Trader Joes to change product branding after petition calls it racist
More than 1,400 people signed the petition.
July 19, 2020, 7:23 PM
6 min read
Grocery store chain Trader Joe’s says it is changing its ethnic food packaging after more than 1,400 people signed a petition describing brands such as “Trader Ming’s” and “Trader Jose’s” as racist.
The popular food store is the latest U.S. company to announce changes in product labeling that critics say are akin to racial stereotyping.
Trader Joe’s responded to the petition on Change.org, which called on the company to “remove racist branding and packaging from its stores.”
The company acknowledged that the product naming may have had the “opposite effect” of its intent.
“While this approach to product naming may have been rooted in a lighthearted attempt at inclusiveness, we recognize that it may now have the opposite effect — one that is contrary to the welcoming, rewarding customer experience we strive to create every day,” Kenya Friend-Daniel, a spokesperson for Trader Joe’s, said in a statement.
Friend-Daniel said that company had been updating its product labeling long before the Change.org petition was started last week by California high school student Briones Bedell.
“We have been in the process of updating older labels and replacing any variations with the name Trader Joe’s, and we will continue to do so until we complete this important work,” Friend-Daniel said. “At this time, I don’t have an exact date but we expect to have the work completed very soon. Packaging for a number of the products has already been changed, but there’s a small number of products in which the packaging is still going through the process.”
Trader Joe’s packages its Chinese, Mexican, Italian and Middle Eastern foods under the brands “Trader Ming’s,” “Trader Jose” “Trader Giotto” and “Arabian Joe.”
In the petition, Bedell wrote that some of the company’s ethnic food labels “belies a narrative of exoticism that perpetuates harmful stereotypes.”
After Trader Joe’s statement that the labeling would be changed, Bedell wrote that the company should “commit to a date in which the packaging changes will be completed. If a date cannot be established, we ask that Trader Joe’s immediately remove all products that the company recognizes have not been inclusive and have not cultivated a welcoming, rewarding customer experience.”
The move by Trader Joe’s comes about a month after Quaker Oats announced it will retire the Aunt Jemima syrup brand, saying the company recognizes the origins of a smiling Black woman on its label is “based on a racial stereotype.”
Most of the decisions have occurred amidst the backdrop of a national dialogue over race issues prompted by widespread protests of the May 25 police-involved killing of George Floyd, a Black Minneapolis man.

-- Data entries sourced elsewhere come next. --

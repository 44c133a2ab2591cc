//! Plain-text rendering of an operator-precedence analysis.

use std::fmt::{self, Display};
use bit_set::BitSet;
use itertools::Itertools;
use grammar::{Grammar, TerminalId};
use crate::{OpAnalysis, PrecedenceMatrix};

/// FIRSTVT and LASTVT sets, the precedence matrix, then the verdict.
pub struct Report<'a, 'g>(pub &'a OpAnalysis<'g>);

/// The matrix as a grid, rows are the left terminal.
pub struct Matrix<'a>(pub &'a Grammar, pub &'a PrecedenceMatrix);

struct Set<'a>(&'a Grammar, &'a BitSet);

impl Display for Set<'_> {
  fn fmt(&self, f: &mut fmt::Formatter) -> fmt::Result {
    if self.1.is_empty() {
      return write!(f, "{{}}");
    }
    let names = self.1.iter()
      .map(|t| self.0.terminal_name(TerminalId::new(t as u32)))
      .join(", ");
    write!(f, "{{ {} }}", names)
  }
}

impl Display for Report<'_, '_> {
  fn fmt(&self, f: &mut fmt::Formatter) -> fmt::Result {
    let analysis = self.0;
    let grammar = analysis.grammar();

    if analysis.firstvt(grammar.start()).is_some() {
      writeln!(f, "FIRSTVT")?;
      for nt in grammar.nonterminals() {
        if let Some(set) = analysis.firstvt(nt) {
          writeln!(f, "  {}: {}", grammar.nonterminal_name(nt), Set(grammar, set))?;
        }
      }

      writeln!(f, "LASTVT")?;
      for nt in grammar.nonterminals() {
        if let Some(set) = analysis.lastvt(nt) {
          writeln!(f, "  {}: {}", grammar.nonterminal_name(nt), Set(grammar, set))?;
        }
      }
    }

    match analysis.matrix() {
      Some(matrix) => {
        writeln!(f, "MATRIX")?;
        write!(f, "{}", Matrix(grammar, matrix))?;
        writeln!(f, "operator precedence: yes")
      }
      None => writeln!(f, "operator precedence: no, {}", analysis.describe_verdict()),
    }
  }
}

impl Display for Matrix<'_> {
  fn fmt(&self, f: &mut fmt::Formatter) -> fmt::Result {
    let Matrix(grammar, matrix) = *self;
    let width = matrix.terminals()
      .map(|t| grammar.terminal_name(t).len())
      .max()
      .unwrap_or(1);

    let mut header = format!("  {:w$}", "", w = width);
    for t in matrix.terminals() {
      header.push_str(&format!(" {:>w$}", grammar.terminal_name(t), w = width));
    }
    writeln!(f, "{}", header.trim_end())?;

    for l in matrix.terminals() {
      let mut row = format!("  {:<w$}", grammar.terminal_name(l), w = width);
      for r in matrix.terminals() {
        let cell = matrix.get(l, r).map(|rel| rel.to_string()).unwrap_or_default();
        row.push_str(&format!(" {:>w$}", cell, w = width));
      }
      writeln!(f, "{}", row.trim_end())?;
    }

    Ok(())
  }
}
use bit_set::BitSet;
use grammar::{Grammar, Map, NonterminalId, TerminalId};

/// LL(1) parsing table: (nonterminal, lookahead) -> production index.
#[derive(Debug, Clone, PartialEq, Eq)]
pub struct ParsingTable {
  entries: Map<(NonterminalId, TerminalId), usize>,
}

impl ParsingTable {
  /// The grammar must already be known to be LL(1); with disjoint SELECT
  /// sets no two productions can claim the same cell.
  pub(crate) fn build(grammar: &Grammar, select: &[BitSet]) -> Self {
    let mut entries = Map::default();

    for (prod_ix, prod) in grammar.prods().iter().enumerate() {
      for t in select[prod_ix].iter() {
        let old = entries.insert((prod.nt, TerminalId::new(t as u32)), prod_ix);
        debug_assert!(old.is_none());
      }
    }

    Self { entries }
  }

  pub fn get(&self, nt: NonterminalId, lookahead: TerminalId) -> Option<usize> {
    self.entries.get(&(nt, lookahead)).copied()
  }

  pub fn len(&self) -> usize {
    self.entries.len()
  }

  pub fn is_empty(&self) -> bool {
    self.entries.is_empty()
  }

  /// Entries in production order.
  pub fn iter(&self) -> impl Iterator<Item = (NonterminalId, TerminalId, usize)> + '_ {
    self.entries.iter().map(|(&(nt, t), &prod_ix)| (nt, t, prod_ix))
  }
}
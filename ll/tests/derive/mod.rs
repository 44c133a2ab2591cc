use grammar::{Grammar, Symbol, END_MARKER};

/// Terminal string of a leftmost derivation from the start symbol.
///
/// Alternatives are picked by cycling through `choices`; once `budget`
/// expansions have been made, the alternative with the fewest nonterminals is
/// always taken so the derivation ends. The end-marker is appended.
pub fn leftmost(grammar: &Grammar, choices: &[usize], budget: usize) -> Vec<String> {
  let mut sentential = vec![Symbol::Nonterminal(grammar.start())];
  let mut expansions = 0;

  while let Some(pos) = sentential.iter().position(|sym| matches!(sym, Symbol::Nonterminal(_))) {
    let nt = match sentential[pos] {
      Symbol::Nonterminal(nt) => nt,
      Symbol::Terminal(_) => unreachable!(),
    };
    let range = grammar.prod_range(nt);

    let prod_ix = if expansions < budget {
      range.start + choices[expansions % choices.len()] % range.len()
    } else {
      range.min_by_key(|&ix| {
        grammar.prods()[ix].symbols.iter()
          .filter(|sym| matches!(sym, Symbol::Nonterminal(_)))
          .count()
      }).unwrap()
    };
    expansions += 1;

    let rhs = if grammar.is_epsilon_prod(prod_ix) {
      vec![]
    } else {
      grammar.prods()[prod_ix].symbols.clone()
    };
    sentential.splice(pos..pos + 1, rhs);
  }

  let mut input = sentential.into_iter()
    .map(|sym| grammar.symbol_name(sym).to_owned())
    .collect::<Vec<_>>();
  input.push(END_MARKER.to_owned());
  input
}
//! Stateless resolution of abbreviated long-option names.

use std::collections::HashMap;

use optargs_core::ParseError;

/// Resolve `s` against the table of known long option strings.
///
/// An exact match wins immediately. Otherwise every known string with `s`
/// as a prefix is collected: exactly one candidate is the match, zero fails
/// as an unknown option, and two or more fail as ambiguous with the sorted
/// possibilities for display. The resolver keeps no state across calls; it
/// is re-run independently for every long-option token.
///
/// # Examples
///
/// ```
/// use std::collections::HashMap;
/// use optargs_parser::match_abbrev;
///
/// let mut known = HashMap::new();
/// known.insert("--verbose".to_string(), 0);
/// known.insert("--version".to_string(), 1);
///
/// assert_eq!(match_abbrev("--verb", &known).unwrap(), "--verbose");
/// assert!(match_abbrev("--ver", &known).is_err());
/// ```
pub fn match_abbrev<V>(s: &str, wordmap: &HashMap<String, V>) -> Result<String, ParseError> {
    if wordmap.contains_key(s) {
        return Ok(s.to_string());
    }
    let mut possibilities: Vec<&String> = wordmap.keys().filter(|word| word.starts_with(s)).collect();
    match possibilities.len() {
        1 => Ok(possibilities[0].clone()),
        0 => Err(ParseError::BadOption(s.to_string())),
        _ => {
            possibilities.sort();
            Err(ParseError::Ambiguous {
                option: s.to_string(),
                possibilities: possibilities.into_iter().cloned().collect(),
            })
        }
    }
}
#[cfg(test)]
mod tests {
    use super::*;
    use crate::values::Values;

    fn ctx_parts() -> (Values, Vec<String>, Vec<String>) {
        (Values::new(), Vec::new(), Vec::new())
    }

    #[test]
    fn test_short_and_long_strings_are_split() {
        let opt = Opt::new(["-f", "--file"]).kind(ValueKind::Str).build().unwrap();
        assert_eq!(opt.short_opts(), ["-f"]);
        assert_eq!(opt.long_opts(), ["--file"]);
        assert_eq!(opt.to_string(), "-f/--file");
    }

    #[test]
    fn test_malformed_opt_strings_are_rejected() {
        assert!(matches!(
            Opt::new(["x"]).build(),
            Err(OptionError::OptStringTooShort(_))
        ));
        assert!(matches!(
            Opt::new(["--"]).build(),
            Err(OptionError::InvalidShortOpt(_))
        ));
        assert!(matches!(
            Opt::new(["-xy"]).build(),
            Err(OptionError::InvalidLongOpt(_))
        ));
        assert!(matches!(
            Opt::new(["---x"]).build(),
            Err(OptionError::InvalidLongOpt(_))
        ));
        let no_strings: [&str; 0] = [];
        assert!(matches!(
            Opt::new(no_strings).build(),
            Err(OptionError::NoOptionStrings)
        ));
    }

    #[test]
    fn test_store_defaults_to_string_type_and_derives_dest() {
        let opt = Opt::new(["--log-level"]).build().unwrap();
        assert_eq!(opt.action(), Action::Store);
        assert_eq!(opt.kind(), Some(ValueKind::Str));
        assert_eq!(opt.dest(), Some("log_level"));
        assert_eq!(opt.nargs(), 1);
    }

    #[test]
    fn test_dest_falls_back_to_short_name() {
        let opt = Opt::new(["-x"]).action(Action::StoreTrue).build().unwrap();
        assert_eq!(opt.dest(), Some("x"));
        assert!(!opt.takes_value());
    }

    #[test]
    fn test_choices_imply_choice_type() {
        let opt = Opt::new(["--format"])
            .choices(["json", "text"])
            .build()
            .unwrap();
        assert_eq!(opt.kind(), Some(ValueKind::Choice));
    }

    #[test]
    fn test_choice_type_requires_choices() {
        assert!(matches!(
            Opt::new(["--format"]).kind(ValueKind::Choice).build(),
            Err(OptionError::MissingChoices { .. })
        ));
        assert!(matches!(
            Opt::new(["--format"]).kind(ValueKind::Int).choices(["a"]).build(),
            Err(OptionError::UnexpectedChoices { .. })
        ));
    }

    #[test]
    fn test_type_rejected_for_untyped_actions() {
        assert!(matches!(
            Opt::new(["-v"]).action(Action::Count).kind(ValueKind::Int).build(),
            Err(OptionError::TypeForUntypedAction { .. })
        ));
    }

    #[test]
    fn test_const_and_nargs_rejected_where_meaningless() {
        assert!(matches!(
            Opt::new(["-v"]).action(Action::StoreTrue).const_value(1i64).build(),
            Err(OptionError::UnexpectedConst { .. })
        ));
        assert!(matches!(
            Opt::new(["-v"]).action(Action::Count).nargs(2).build(),
            Err(OptionError::UnexpectedNargs { .. })
        ));
        assert!(matches!(
            Opt::new(["--point"]).nargs(0).build(),
            Err(OptionError::InvalidNargs { .. })
        ));
    }

    #[test]
    fn test_callback_checks() {
        assert!(matches!(
            Opt::new(["--cb"]).action(Action::Callback).build(),
            Err(OptionError::MissingCallback { .. })
        ));
        assert!(matches!(
            Opt::new(["-v"])
                .action(Action::StoreTrue)
                .callback(|_, _, _, _| Ok(()))
                .build(),
            Err(OptionError::UnexpectedCallback { .. })
        ));
        assert!(matches!(
            Opt::new(["-v"])
                .action(Action::StoreTrue)
                .callback_args(vec![Val::Int(1)])
                .build(),
            Err(OptionError::UnexpectedCallbackArgs { .. })
        ));
    }

    #[test]
    fn test_radix_sniffing_int_conversion() {
        let opt = Opt::new(["-n"]).kind(ValueKind::Int).build().unwrap();
        assert_eq!(opt.check_value("-n", "42").unwrap(), Val::Int(42));
        assert_eq!(opt.check_value("-n", "0x1A").unwrap(), Val::Int(26));
        assert_eq!(opt.check_value("-n", "0B101").unwrap(), Val::Int(5));
        assert_eq!(opt.check_value("-n", "0b").unwrap(), Val::Int(0));
        assert_eq!(opt.check_value("-n", "017").unwrap(), Val::Int(15));
        assert_eq!(opt.check_value("-n", "0").unwrap(), Val::Int(0));
        assert_eq!(opt.check_value("-n", "-12").unwrap(), Val::Int(-12));

        let err = opt.check_value("-n", "twelve").unwrap_err();
        assert_eq!(
            err.to_string(),
            "option -n: invalid integer value: \"twelve\""
        );
        assert!(opt.check_value("-n", "09").is_err());
    }

    #[test]
    fn test_float_and_complex_conversion() {
        let opt = Opt::new(["--ratio"]).kind(ValueKind::Float).build().unwrap();
        assert_eq!(opt.check_value("--ratio", "2.5").unwrap(), Val::Float(2.5));
        assert!(opt.check_value("--ratio", "nope").is_err());

        let opt = Opt::new(["--z"]).kind(ValueKind::Complex).build().unwrap();
        assert_eq!(
            opt.check_value("--z", "1+2j").unwrap(),
            Val::Complex { re: 1.0, im: 2.0 }
        );
        assert_eq!(
            opt.check_value("--z", "-1.5e2-2j").unwrap(),
            Val::Complex { re: -150.0, im: -2.0 }
        );
        assert_eq!(
            opt.check_value("--z", "3j").unwrap(),
            Val::Complex { re: 0.0, im: 3.0 }
        );
        assert_eq!(
            opt.check_value("--z", "4").unwrap(),
            Val::Complex { re: 4.0, im: 0.0 }
        );
        assert!(opt.check_value("--z", "one+twoj").is_err());
    }

    #[test]
    fn test_choice_membership() {
        let opt = Opt::new(["--format"])
            .choices(["json", "text"])
            .build()
            .unwrap();
        assert_eq!(
            opt.check_value("--format", "json").unwrap(),
            Val::Str("json".to_string())
        );
        let err = opt.check_value("--format", "xml").unwrap_err();
        assert!(matches!(err, ParseError::InvalidChoice { .. }));
    }

    #[test]
    fn test_convert_value_nargs_many_yields_tuple() {
        let opt = Opt::new(["--point"]).kind(ValueKind::Int).nargs(2).build().unwrap();
        let raw = RawValue::Many(vec!["3".to_string(), "0x4".to_string()]);
        assert_eq!(
            opt.convert_value("--point", Some(&raw)).unwrap(),
            Some(Val::Tuple(vec![Val::Int(3), Val::Int(4)]))
        );
    }

    #[test]
    fn test_store_action() {
        let opt = Opt::new(["-o", "--output"]).build().unwrap();
        let (mut values, mut rargs, mut largs) = ctx_parts();
        let mut ctx = CallbackContext {
            values: &mut values,
            rargs: &mut rargs,
            largs: &mut largs,
        };
        opt.process("-o", Some(RawValue::One("out.txt".to_string())), &mut ctx)
            .unwrap();
        assert_eq!(values.get_str("output"), Some("out.txt"));
    }

    #[test]
    fn test_append_accumulates_in_occurrence_order() {
        let opt = Opt::new(["-I", "--include"]).action(Action::Append).build().unwrap();
        let (mut values, mut rargs, mut largs) = ctx_parts();
        let mut ctx = CallbackContext {
            values: &mut values,
            rargs: &mut rargs,
            largs: &mut largs,
        };
        opt.process("-I", Some(RawValue::One("src".to_string())), &mut ctx)
            .unwrap();
        opt.process("-I", Some(RawValue::One("tests".to_string())), &mut ctx)
            .unwrap();
        assert_eq!(
            values.get("include"),
            Some(&Val::List(vec![Val::from("src"), Val::from("tests")]))
        );
    }

    #[test]
    fn test_count_starts_from_zero_not_none() {
        let opt = Opt::new(["-v"]).action(Action::Count).build().unwrap();
        let (mut values, mut rargs, mut largs) = ctx_parts();
        values.set("v", Val::None);
        let mut ctx = CallbackContext {
            values: &mut values,
            rargs: &mut rargs,
            largs: &mut largs,
        };
        opt.process("-v", None, &mut ctx).unwrap();
        opt.process("-v", None, &mut ctx).unwrap();
        assert_eq!(values.get_int("v"), Some(2));
    }

    #[test]
    fn test_callback_receives_option_and_value() {
        let opt = Opt::new(["--tag"])
            .action(Action::Callback)
            .kind(ValueKind::Str)
            .callback_args(vec![Val::from("extra")])
            .callback(|opt, opt_str, value, ctx| {
                assert_eq!(opt.callback_args(), [Val::from("extra")]);
                assert_eq!(opt_str, "--tag");
                let tag = match value {
                    Some(Val::Str(s)) => s.clone(),
                    other => panic!("unexpected callback value: {other:?}"),
                };
                ctx.values.set("seen_tag", tag);
                Ok(())
            })
            .build()
            .unwrap();
        let (mut values, mut rargs, mut largs) = ctx_parts();
        let mut ctx = CallbackContext {
            values: &mut values,
            rargs: &mut rargs,
            largs: &mut largs,
        };
        opt.process("--tag", Some(RawValue::One("release".to_string())), &mut ctx)
            .unwrap();
        assert_eq!(values.get_str("seen_tag"), Some("release"));
    }
}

Mars, Inc. also said last month that its Uncle Ben’s rice brand, which features a Black caricature modeled after a 1940s Chicago restaurant waiter, will “evolve” in response to criticism that the product fosters racial stereotyping.
Land O’Lakes, a dairy co-operative, earlier this year announced it was removing from its packaging the image of a Native American woman kneeling on a mound of grass and holding up a package of butter.